*** Opening Data in this exercise ***
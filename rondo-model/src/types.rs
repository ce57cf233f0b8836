//! Direction and gesture discriminants used throughout the engine.

/// Navigation direction along the carousel track.
#[derive(Debug, Clone, Copy, PartialEq, Eq, Hash)]
#[cfg_attr(feature = "serde", derive(serde::Serialize, serde::Deserialize))]
pub enum Direction {
    /// Toward higher track indices (content moves left).
    Forward,
    /// Toward lower track indices (content moves right).
    Backward,
}

impl Direction {
    /// Signed single-step increment applied to the track index.
    pub const fn step(self) -> isize {
        match self {
            Direction::Forward => 1,
            Direction::Backward => -1,
        }
    }
}

/// Input modality of an in-progress gesture.
///
/// Touch swipes and pointer drags share the same delta-threshold logic but
/// carry distinct thresholds (see `CarouselConfig`).
#[derive(Debug, Clone, Copy, PartialEq, Eq, Hash)]
#[cfg_attr(feature = "serde", derive(serde::Serialize, serde::Deserialize))]
pub enum GestureKind {
    Touch,
    Pointer,
}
*** Closing Data in this exercise ***
* Task directions
In full and without alteration, retype the entries above.

* Solution to this task
filename rondo-model/src/types.rs
repository ce57cf233f0b8836
//! Direction and gesture discriminants used throughout the engine.

/// Navigation direction along the carousel track.
#[derive(Debug, Clone, Copy, PartialEq, Eq, Hash)]
#[cfg_attr(feature = "serde", derive(serde::Serialize, serde::Deserialize))]
pub enum Direction {
    /// Toward higher track indices (content moves left).
    Forward,
    /// Toward lower track indices (content moves right).
    Backward,
}

impl Direction {
    /// Signed single-step increment applied to the track index.
    pub const fn step(self) -> isize {
        match self {
            Direction::Forward => 1,
            Direction::Backward => -1,
        }
    }
}

/// Input modality of an in-progress gesture.
///
/// Touch swipes and pointer drags share the same delta-threshold logic but
/// carry distinct thresholds (see `CarouselConfig`).
#[derive(Debug, Clone, Copy, PartialEq, Eq, Hash)]
#[cfg_attr(feature = "serde", derive(serde::Serialize, serde::Deserialize))]
pub enum GestureKind {
    Touch,
    Pointer,
}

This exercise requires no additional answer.